■ TASK ■
Could you copy every line of the data that contains the word "shapes"?

::::::

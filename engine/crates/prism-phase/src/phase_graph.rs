use std::collections::{HashMap, HashSet};

use itertools::Itertools;

use crate::error::PhaseError;

/// 初始化阶段中执行的 system，失败会中止整个启动流程
pub type InitSystem<C> = Box<dyn FnMut(&mut C) -> anyhow::Result<()>>;

/// 销毁阶段中执行的 system，不允许失败
pub type TeardownSystem<C> = Box<dyn FnMut(&mut C)>;

/// 有序的阶段图
///
/// 同时维护两条顺序：
/// - `init_order`：初始化顺序
/// - `teardown_order`：销毁顺序，始终是 `init_order` 的严格逆序
///
/// 每次插入阶段时，会在销毁序列的对称位置插入对应的销毁阶段，而不是在运行时再去反转，
/// 因此两条序列之间的镜像关系在每一次修改之后都成立。
///
/// `C` 是 system 运行时拿到的上下文，图本身不关心其内容。
pub struct PhaseGraph<C> {
    init_order: Vec<String>,
    teardown_order: Vec<String>,

    init_systems: HashMap<String, Vec<InitSystem<C>>>,
    teardown_systems: HashMap<String, Vec<TeardownSystem<C>>>,

    /// 已经成功执行过初始化的阶段，销毁时只处理这些阶段
    initialized: HashSet<String>,
}

impl<C> Default for PhaseGraph<C> {
    fn default() -> Self {
        Self::new()
    }
}

// new & init
impl<C> PhaseGraph<C> {
    pub fn new() -> Self {
        Self {
            init_order: Vec::new(),
            teardown_order: Vec::new(),
            init_systems: HashMap::new(),
            teardown_systems: HashMap::new(),
            initialized: HashSet::new(),
        }
    }

    /// 使用一组阶段名称按顺序构建
    pub fn with_phases<'a>(names: impl IntoIterator<Item = &'a str>) -> Result<Self, PhaseError> {
        let mut graph = Self::new();
        for name in names {
            graph.add_phase(name)?;
        }
        Ok(graph)
    }
}

// 阶段编排
impl<C> PhaseGraph<C> {
    /// 将阶段追加到初始化序列末尾，对应的销毁阶段放在销毁序列开头
    pub fn add_phase(&mut self, name: impl Into<String>) -> Result<(), PhaseError> {
        let name = name.into();
        self.ensure_new(&name)?;

        self.init_order.push(name.clone());
        self.teardown_order.insert(0, name);
        Ok(())
    }

    /// 将阶段插入到 `predecessor` 与 `successor` 之间，紧挨着 `successor` 之前
    ///
    /// 要求两者都已注册，并且 `predecessor` 排在 `successor` 之前，否则返回 [`PhaseError::PhaseNotFound`]。
    ///
    /// 销毁序列中，新阶段紧跟在 `successor` 的销毁阶段之后。
    pub fn add_phase_between(
        &mut self,
        name: impl Into<String>,
        predecessor: &str,
        successor: &str,
    ) -> Result<(), PhaseError> {
        let name = name.into();
        self.ensure_new(&name)?;

        let not_found = || PhaseError::PhaseNotFound {
            phase: name.clone(),
            predecessor: predecessor.to_string(),
            successor: successor.to_string(),
        };

        let pred_idx = self.position(predecessor).ok_or_else(not_found)?;
        let succ_idx = self.position(successor).ok_or_else(not_found)?;
        if pred_idx >= succ_idx {
            return Err(not_found());
        }

        let succ_teardown_idx =
            self.teardown_order.iter().position(|p| p == successor).ok_or_else(not_found)?;

        self.init_order.insert(succ_idx, name.clone());
        self.teardown_order.insert(succ_teardown_idx + 1, name);

        debug_assert!(self.is_mirrored());
        Ok(())
    }

    /// 为某个阶段注册初始化 system，同一阶段内按注册顺序执行
    pub fn add_system(
        &mut self,
        phase: &str,
        system: impl FnMut(&mut C) -> anyhow::Result<()> + 'static,
    ) -> Result<&mut Self, PhaseError> {
        self.ensure_known(phase)?;
        self.init_systems.entry(phase.to_string()).or_default().push(Box::new(system));
        Ok(self)
    }

    /// 为某个阶段注册销毁 system，同一阶段内按注册的逆序执行
    pub fn add_teardown_system(
        &mut self,
        phase: &str,
        system: impl FnMut(&mut C) + 'static,
    ) -> Result<&mut Self, PhaseError> {
        self.ensure_known(phase)?;
        self.teardown_systems.entry(phase.to_string()).or_default().push(Box::new(system));
        Ok(self)
    }
}

// getters
impl<C> PhaseGraph<C> {
    #[inline]
    pub fn init_order(&self) -> &[String] {
        &self.init_order
    }

    #[inline]
    pub fn teardown_order(&self) -> &[String] {
        &self.teardown_order
    }

    #[inline]
    pub fn contains(&self, name: &str) -> bool {
        self.position(name).is_some()
    }

    #[inline]
    pub fn is_initialized(&self, name: &str) -> bool {
        self.initialized.contains(name)
    }

    /// 销毁序列是否为初始化序列的严格逆序
    pub fn is_mirrored(&self) -> bool {
        self.init_order.iter().rev().eq(self.teardown_order.iter())
    }
}

// run
impl<C> PhaseGraph<C> {
    /// 执行某个阶段的初始化 system
    ///
    /// 第 i 个销毁 system 对应第 i 个初始化 system。某个 system 失败时，
    /// 同阶段内已经成功的 system 会按逆序执行各自的销毁 system，阶段本身不会被标记为已初始化
    pub fn run(&mut self, name: &str, ctx: &mut C) -> Result<(), PhaseError> {
        self.ensure_known(name)?;

        let mut failure = None;
        if let Some(systems) = self.init_systems.get_mut(name) {
            for (idx, system) in systems.iter_mut().enumerate() {
                if let Err(source) = system(ctx) {
                    failure = Some((idx, source));
                    break;
                }
            }
        }

        if let Some((succeeded, source)) = failure {
            self.rollback_partial(name, succeeded, ctx);
            return Err(PhaseError::System {
                phase: name.to_string(),
                source,
            });
        }
        self.initialized.insert(name.to_string());
        Ok(())
    }

    /// 执行某个阶段的销毁 system
    pub fn run_teardown(&mut self, name: &str, ctx: &mut C) -> Result<(), PhaseError> {
        self.ensure_known(name)?;

        if let Some(systems) = self.teardown_systems.get_mut(name) {
            for system in systems.iter_mut().rev() {
                system(ctx);
            }
        }
        self.initialized.remove(name);
        Ok(())
    }

    /// 按初始化顺序执行所有阶段
    ///
    /// 任意阶段失败时，已经完成的阶段会按镜像顺序销毁，然后返回错误
    pub fn run_all(&mut self, ctx: &mut C) -> Result<(), PhaseError> {
        let order = self.init_order.clone();
        for phase in &order {
            log::info!("phase init: {}", phase);
            if let Err(e) = self.run(phase, ctx) {
                log::error!("{}", e);
                self.run_teardown_all(ctx);
                return Err(e);
            }
        }
        Ok(())
    }

    /// 按销毁顺序执行所有已初始化的阶段
    pub fn run_teardown_all(&mut self, ctx: &mut C) {
        let order = self.teardown_order.iter().filter(|p| self.initialized.contains(*p)).cloned().collect_vec();
        for phase in &order {
            log::info!("phase teardown: {}", phase);
            // phase 一定存在于 teardown_order 中
            let _ = self.run_teardown(phase, ctx);
        }
    }
}

// tools
impl<C> PhaseGraph<C> {
    fn position(&self, name: &str) -> Option<usize> {
        self.init_order.iter().position(|p| p == name)
    }

    fn ensure_new(&self, name: &str) -> Result<(), PhaseError> {
        if self.contains(name) {
            return Err(PhaseError::DuplicatePhase(name.to_string()));
        }
        Ok(())
    }

    fn ensure_known(&self, name: &str) -> Result<(), PhaseError> {
        if !self.contains(name) {
            return Err(PhaseError::UnknownPhase(name.to_string()));
        }
        Ok(())
    }

    /// 逆序执行前 `succeeded` 个初始化 system 对应的销毁 system
    fn rollback_partial(&mut self, name: &str, succeeded: usize, ctx: &mut C) {
        let Some(systems) = self.teardown_systems.get_mut(name) else {
            return;
        };
        if succeeded > 0 {
            log::warn!("phase {}: rolling back {} initialized system(s)", name, succeeded);
        }
        for system in systems.iter_mut().take(succeeded).rev() {
            system(ctx);
        }
    }
}

#[cfg(test)]
mod tests {
    use super::*;

    fn start_end() -> PhaseGraph<Vec<String>> {
        PhaseGraph::with_phases(["Start", "End"]).unwrap()
    }

    #[test]
    fn test_insert_between_keeps_mirror() {
        // A、B 插在 Start 与 End 之间，C 插在 A 与 B 之间
        let mut graph = start_end();
        graph.add_phase_between("A", "Start", "End").unwrap();
        graph.add_phase_between("B", "Start", "End").unwrap();
        graph.add_phase_between("C", "A", "B").unwrap();

        assert_eq!(graph.init_order(), ["Start", "A", "C", "B", "End"]);
        assert_eq!(graph.teardown_order(), ["End", "B", "C", "A", "Start"]);
        assert!(graph.is_mirrored());
    }

    #[test]
    fn test_mirror_holds_for_many_insertions() {
        let mut graph = start_end();
        let mut anchors = vec!["Start".to_string(), "End".to_string()];
        for i in 0..16 {
            // 每次都插到当前序列中不同的一对阶段之间
            let pred = anchors[i % (anchors.len() - 1)].clone();
            let succ = anchors.last().unwrap().clone();
            let name = format!("P{i}");
            graph.add_phase_between(name.clone(), &pred, &succ).unwrap();
            anchors = graph.init_order().to_vec();
            assert!(graph.is_mirrored(), "mirror broken after inserting {name}");
        }
        assert_eq!(graph.init_order().len(), 18);
    }

    #[test]
    fn test_insert_between_unordered_phases_fails() {
        let mut graph = start_end();
        graph.add_phase_between("A", "Start", "End").unwrap();

        // 前驱排在后继之后
        let err = graph.add_phase_between("X", "End", "A").unwrap_err();
        assert!(matches!(err, PhaseError::PhaseNotFound { .. }));

        // 前驱不存在
        let err = graph.add_phase_between("Y", "Missing", "End").unwrap_err();
        assert!(matches!(err, PhaseError::PhaseNotFound { .. }));

        // 同一个阶段作为前驱和后继
        let err = graph.add_phase_between("Z", "A", "A").unwrap_err();
        assert!(matches!(err, PhaseError::PhaseNotFound { .. }));

        // 失败的插入不会修改图
        assert_eq!(graph.init_order(), ["Start", "A", "End"]);
    }

    #[test]
    fn test_duplicate_phase_rejected() {
        let mut graph = start_end();
        assert!(matches!(graph.add_phase("Start"), Err(PhaseError::DuplicatePhase(_))));
        assert!(matches!(graph.add_phase_between("End", "Start", "End"), Err(PhaseError::DuplicatePhase(_))));
    }

    #[test]
    fn test_run_unknown_phase() {
        let mut graph = start_end();
        let mut log = Vec::new();
        let err = graph.run("Nope", &mut log).unwrap_err();
        assert!(matches!(err, PhaseError::UnknownPhase(ref p) if p == "Nope"));
        assert!(matches!(graph.add_system("Nope", |_| Ok(())), Err(PhaseError::UnknownPhase(_))));
    }

    #[test]
    fn test_run_all_and_teardown_order() {
        let mut graph = start_end();
        graph.add_phase_between("Device", "Start", "End").unwrap();
        graph.add_phase_between("Instance", "Start", "Device").unwrap();

        for phase in ["Start", "Instance", "Device", "End"] {
            graph
                .add_system(phase, move |log: &mut Vec<String>| {
                    log.push(format!("init {phase}"));
                    Ok(())
                })
                .unwrap();
            graph
                .add_teardown_system(phase, move |log: &mut Vec<String>| log.push(format!("teardown {phase}")))
                .unwrap();
        }

        let mut log = Vec::new();
        graph.run_all(&mut log).unwrap();
        graph.run_teardown_all(&mut log);

        assert_eq!(
            log,
            [
                "init Start",
                "init Instance",
                "init Device",
                "init End",
                "teardown End",
                "teardown Device",
                "teardown Instance",
                "teardown Start",
            ]
        );
    }

    #[test]
    fn test_failed_phase_tears_down_completed_phases() {
        let mut graph = PhaseGraph::with_phases(["Instance", "Device", "Swapchain"]).unwrap();
        graph
            .add_system("Instance", |log: &mut Vec<String>| {
                log.push("init Instance".into());
                Ok(())
            })
            .unwrap();
        graph.add_system("Device", |_| Err(anyhow::anyhow!("no suitable gpu"))).unwrap();
        for phase in ["Instance", "Device", "Swapchain"] {
            graph.add_teardown_system(phase, move |log: &mut Vec<String>| log.push(format!("teardown {phase}"))).unwrap();
        }

        let mut log = Vec::new();
        let err = graph.run_all(&mut log).unwrap_err();

        assert_eq!(err.phase(), "Device");
        assert!(err.to_string().contains("no suitable gpu"));
        // 只有 Instance 完成了初始化
        assert_eq!(log, ["init Instance", "teardown Instance"]);
    }

    #[test]
    fn test_systems_within_phase_are_mirrored() {
        let mut graph = PhaseGraph::with_phases(["Render"]).unwrap();
        for name in ["triangle", "sprite"] {
            graph
                .add_system("Render", move |log: &mut Vec<String>| {
                    log.push(format!("init {name}"));
                    Ok(())
                })
                .unwrap();
            graph.add_teardown_system("Render", move |log: &mut Vec<String>| log.push(format!("deinit {name}"))).unwrap();
        }

        let mut log = Vec::new();
        graph.run("Render", &mut log).unwrap();
        graph.run_teardown("Render", &mut log).unwrap();
        assert_eq!(log, ["init triangle", "init sprite", "deinit sprite", "deinit triangle"]);
    }

    #[test]
    fn test_failed_system_rolls_back_earlier_systems_in_phase() {
        let mut graph = PhaseGraph::with_phases(["Device", "Render"]).unwrap();
        graph
            .add_system("Device", |log: &mut Vec<String>| {
                log.push("init Device".into());
                Ok(())
            })
            .unwrap()
            .add_teardown_system("Device", |log: &mut Vec<String>| log.push("teardown Device".into()))
            .unwrap();
        graph
            .add_system("Render", |log: &mut Vec<String>| {
                log.push("init pipelines".into());
                Ok(())
            })
            .unwrap()
            .add_teardown_system("Render", |log: &mut Vec<String>| log.push("deinit pipelines".into()))
            .unwrap();
        graph
            .add_system("Render", |_| Err(anyhow::anyhow!("shader module missing")))
            .unwrap()
            .add_teardown_system("Render", |log: &mut Vec<String>| log.push("deinit targets".into()))
            .unwrap();

        let mut log = Vec::new();
        let err = graph.run_all(&mut log).unwrap_err();

        assert_eq!(err.phase(), "Render");
        assert!(!graph.is_initialized("Render"));
        // 失败的 system 自己的销毁 system 不执行
        assert_eq!(log, ["init Device", "init pipelines", "deinit pipelines", "teardown Device"]);
    }
}
pub mod buffer;
pub mod image;
pub mod image_view;
pub mod layout_transition;
pub mod sampler;
pub mod vertex_layout;
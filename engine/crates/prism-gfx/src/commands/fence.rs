use std::rc::Rc;

use ash::vk;

use crate::error::{GfxResult, VkResultExt};
use crate::foundation::debug_messenger::DebugType;
use crate::foundation::device::GfxDevice;

/// # Destroy
/// 不应该实现 Drop，因为可以 Clone，需要手动 destroy
#[derive(Clone)]
pub struct GfxFence {
    fence: vk::Fence,
    device: Rc<GfxDevice>,
}

impl DebugType for GfxFence {
    fn debug_type_name() -> &'static str {
        "GfxFence"
    }

    fn vk_handle(&self) -> impl vk::Handle {
        self.fence
    }
}

// new & init
impl GfxFence {
    /// # param
    /// * signaled - 是否创建时就 signaled
    pub fn new(device: Rc<GfxDevice>, signaled: bool, debug_name: &str) -> GfxResult<Self> {
        let fence_flags = if signaled { vk::FenceCreateFlags::SIGNALED } else { vk::FenceCreateFlags::empty() };
        let fence = unsafe { device.create_fence(&vk::FenceCreateInfo::default().flags(fence_flags), None) }
            .vk_err("vkCreateFence")?;

        let fence = Self { fence, device };
        fence.device.set_debug_name(&fence, debug_name);
        Ok(fence)
    }

    #[inline]
    pub fn destroy(self) {
        unsafe {
            self.device.destroy_fence(self.fence, None);
        }
    }
}

// getters
impl GfxFence {
    #[inline]
    pub fn handle(&self) -> vk::Fence {
        self.fence
    }
}

// tools
impl GfxFence {
    /// 阻塞等待 fence，没有超时
    #[inline]
    pub fn wait(&self) -> GfxResult<()> {
        unsafe { self.device.wait_for_fences(std::slice::from_ref(&self.fence), true, u64::MAX) }
            .vk_err("vkWaitForFences")
    }

    #[inline]
    pub fn reset(&self) -> GfxResult<()> {
        unsafe { self.device.reset_fences(std::slice::from_ref(&self.fence)) }.vk_err("vkResetFences")
    }
}
//! 编译任务与 glslc 调用

use std::path::{Path, PathBuf};

use anyhow::Context;

#[derive(Debug, Clone, Copy, PartialEq, Eq)]
pub enum ShaderStage {
    Vertex,
    Fragment,
}

impl ShaderStage {
    /// 根据文件扩展名解析，不支持的文件返回 None
    pub fn from_path(path: &Path) -> Option<Self> {
        match path.extension()?.to_str()? {
            "vert" => Some(Self::Vertex),
            "frag" => Some(Self::Fragment),
            _ => None,
        }
    }
}

/// 一个具体的编译任务
#[derive(Debug, Clone, PartialEq, Eq)]
pub struct ShaderCompileTask {
    pub shader_path: PathBuf,
    pub output_path: PathBuf,
    pub stage: ShaderStage,
}

impl ShaderCompileTask {
    /// `<src_dir>/a/b.vert` 编译到 `<build_dir>/a/b.vert.spv`
    pub fn new(shader_path: &Path, src_dir: &Path, build_dir: &Path) -> Option<Self> {
        let stage = ShaderStage::from_path(shader_path)?;
        let relative_path = shader_path.strip_prefix(src_dir).ok()?;

        let mut output_path = build_dir.join(relative_path);
        let mut new_ext = output_path.extension()?.to_os_string();
        new_ext.push(".spv");
        output_path.set_extension(new_ext);

        Some(Self {
            shader_path: shader_path.to_path_buf(),
            output_path,
            stage,
        })
    }

    /// 使用 glslc (来自 Vulkan SDK) 编译
    pub fn compile(&self) -> anyhow::Result<()> {
        if let Some(parent) = self.output_path.parent() {
            std::fs::create_dir_all(parent).with_context(|| format!("failed to create {}", parent.display()))?;
        }

        let output = std::process::Command::new("glslc")
            .arg("-g")
            .arg("--target-env=vulkan1.3")
            .arg("-o")
            .arg(&self.output_path)
            .arg(&self.shader_path)
            .output()
            .context("failed to execute glslc, is the Vulkan SDK installed?")?;

        if !output.stdout.is_empty() {
            log::info!("stdout: {}", String::from_utf8_lossy(&output.stdout));
        }
        if !output.status.success() {
            anyhow::bail!("{}: {}", self.shader_path.display(), String::from_utf8_lossy(&output.stderr));
        }
        Ok(())
    }
}

#[cfg(test)]
mod tests {
    use super::*;

    #[test]
    fn test_output_path_keeps_stage_extension() {
        let task = ShaderCompileTask::new(
            Path::new("/ws/shader/src/shapes/circle.frag"),
            Path::new("/ws/shader/src"),
            Path::new("/ws/shader/.build"),
        )
        .unwrap();
        assert_eq!(task.stage, ShaderStage::Fragment);
        assert_eq!(task.output_path, PathBuf::from("/ws/shader/.build/shapes/circle.frag.spv"));
    }

    #[test]
    fn test_unsupported_files_are_skipped() {
        let src = Path::new("/ws/shader/src");
        let build = Path::new("/ws/shader/.build");
        assert!(ShaderCompileTask::new(Path::new("/ws/shader/src/common.glsl"), src, build).is_none());
        assert!(ShaderCompileTask::new(Path::new("/elsewhere/a.vert"), src, build).is_none());
    }
}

::::::

■ YOUR RESPONSE ■
            Path::new("/ws/shader/src/shapes/circle.frag"),
        assert_eq!(task.output_path, PathBuf::from("/ws/shader/.build/shapes/circle.frag.spv"));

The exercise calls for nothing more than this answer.